What is required - Return every line of the data exactly as it stands.
--- Excerpted data Enclosed Below ---
use crate::schema::{CollectionSchema, FieldTypes};
use crate::types::{Document, FieldMap, FieldValue};

/// A host entity that can be indexed.
pub trait Searchable {
    /// Collection the entity type is indexed into.
    fn searchable_as() -> String
    where
        Self: Sized;

    /// Declared field types; rendered into the collection schema on first use.
    fn searchable_field_types() -> FieldTypes
    where
        Self: Sized;

    /// Whether the entity type supports reversible deletion.
    fn uses_soft_delete() -> bool
    where
        Self: Sized,
    {
        false
    }

    /// Primary key, as stored in the document key field.
    fn search_key(&self) -> String;

    fn to_searchable_fields(&self) -> FieldMap;

    /// Extra fields indexed alongside the searchable ones.
    fn search_metadata(&self) -> FieldMap { FieldMap::new() }

    /// Current soft-delete state. Only consulted when
    /// [`Searchable::uses_soft_delete`] is true.
    fn is_soft_deleted(&self) -> bool { false }
}

/// Batch lookup of host entities by primary key, supplied by the host's
/// persistence layer. Missing keys are simply absent from the result.
pub trait EntityResolver<T> {
    fn resolve(&self, keys: &[String]) -> anyhow::Result<Vec<T>>;
}

impl<T, F> EntityResolver<T> for F
where
    F: Fn(&[String]) -> anyhow::Result<Vec<T>>,
{
    fn resolve(&self, keys: &[String]) -> anyhow::Result<Vec<T>> { self(keys) }
}

/// Creates a daemon client for a described collection.
pub trait ClientFactory: Send + Sync {
    type Client: SearchClient;

    fn connect(&self, schema: &CollectionSchema) -> anyhow::Result<Self::Client>;
}

/// Connection to one collection on the daemon.
pub trait SearchClient: Send + Sync {
    /// Inserts the document, or replaces the one with the same key.
    fn update(&self, doc: Document) -> anyhow::Result<()>;

    /// Removes every document whose key is in `keys`.
    fn delete(&self, keys: &[String]) -> anyhow::Result<()>;

    /// Removes every document of the collection.
    fn clean(&self) -> anyhow::Result<()>;

    /// Opens a fresh query session.
    fn search(&self) -> Box<dyn SearchSession + '_>;
}

/// A live, mutable query against one collection.
pub trait SearchSession {
    fn set_limit(&mut self, limit: usize, offset: usize);

    fn set_fuzzy(&mut self, fuzzy: bool);

    fn set_query(&mut self, query: &str);

    fn add_range(&mut self, field: &str, from: Option<&FieldValue>, to: Option<&FieldValue>);

    fn set_sort(&mut self, field: &str, ascending: bool);

    fn execute(&mut self) -> anyhow::Result<Vec<Document>>;

    /// Total matches of the last [`SearchSession::execute`].
    fn last_count(&self) -> u64;
}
--- End of Enclosed Excerpted data ---
Task answer -
use crate::schema::{CollectionSchema, FieldTypes};
use crate::types::{Document, FieldMap, FieldValue};

/// A host entity that can be indexed.
pub trait Searchable {
    /// Collection the entity type is indexed into.
    fn searchable_as() -> String
    where
        Self: Sized;

    /// Declared field types; rendered into the collection schema on first use.
    fn searchable_field_types() -> FieldTypes
    where
        Self: Sized;

    /// Whether the entity type supports reversible deletion.
    fn uses_soft_delete() -> bool
    where
        Self: Sized,
    {
        false
    }

    /// Primary key, as stored in the document key field.
    fn search_key(&self) -> String;

    fn to_searchable_fields(&self) -> FieldMap;

    /// Extra fields indexed alongside the searchable ones.
    fn search_metadata(&self) -> FieldMap { FieldMap::new() }

    /// Current soft-delete state. Only consulted when
    /// [`Searchable::uses_soft_delete`] is true.
    fn is_soft_deleted(&self) -> bool { false }
}

/// Batch lookup of host entities by primary key, supplied by the host's
/// persistence layer. Missing keys are simply absent from the result.
pub trait EntityResolver<T> {
    fn resolve(&self, keys: &[String]) -> anyhow::Result<Vec<T>>;
}

impl<T, F> EntityResolver<T> for F
where
    F: Fn(&[String]) -> anyhow::Result<Vec<T>>,
{
    fn resolve(&self, keys: &[String]) -> anyhow::Result<Vec<T>> { self(keys) }
}

/// Creates a daemon client for a described collection.
pub trait ClientFactory: Send + Sync {
    type Client: SearchClient;

    fn connect(&self, schema: &CollectionSchema) -> anyhow::Result<Self::Client>;
}

/// Connection to one collection on the daemon.
pub trait SearchClient: Send + Sync {
    /// Inserts the document, or replaces the one with the same key.
    fn update(&self, doc: Document) -> anyhow::Result<()>;

    /// Removes every document whose key is in `keys`.
    fn delete(&self, keys: &[String]) -> anyhow::Result<()>;

    /// Removes every document of the collection.
    fn clean(&self) -> anyhow::Result<()>;

    /// Opens a fresh query session.
    fn search(&self) -> Box<dyn SearchSession + '_>;
}

/// A live, mutable query against one collection.
pub trait SearchSession {
    fn set_limit(&mut self, limit: usize, offset: usize);

    fn set_fuzzy(&mut self, fuzzy: bool);

    fn set_query(&mut self, query: &str);

    fn add_range(&mut self, field: &str, from: Option<&FieldValue>, to: Option<&FieldValue>);

    fn set_sort(&mut self, field: &str, ascending: bool);

    fn execute(&mut self) -> anyhow::Result<Vec<Document>>;

    /// Total matches of the last [`SearchSession::execute`].
    fn last_count(&self) -> u64;
}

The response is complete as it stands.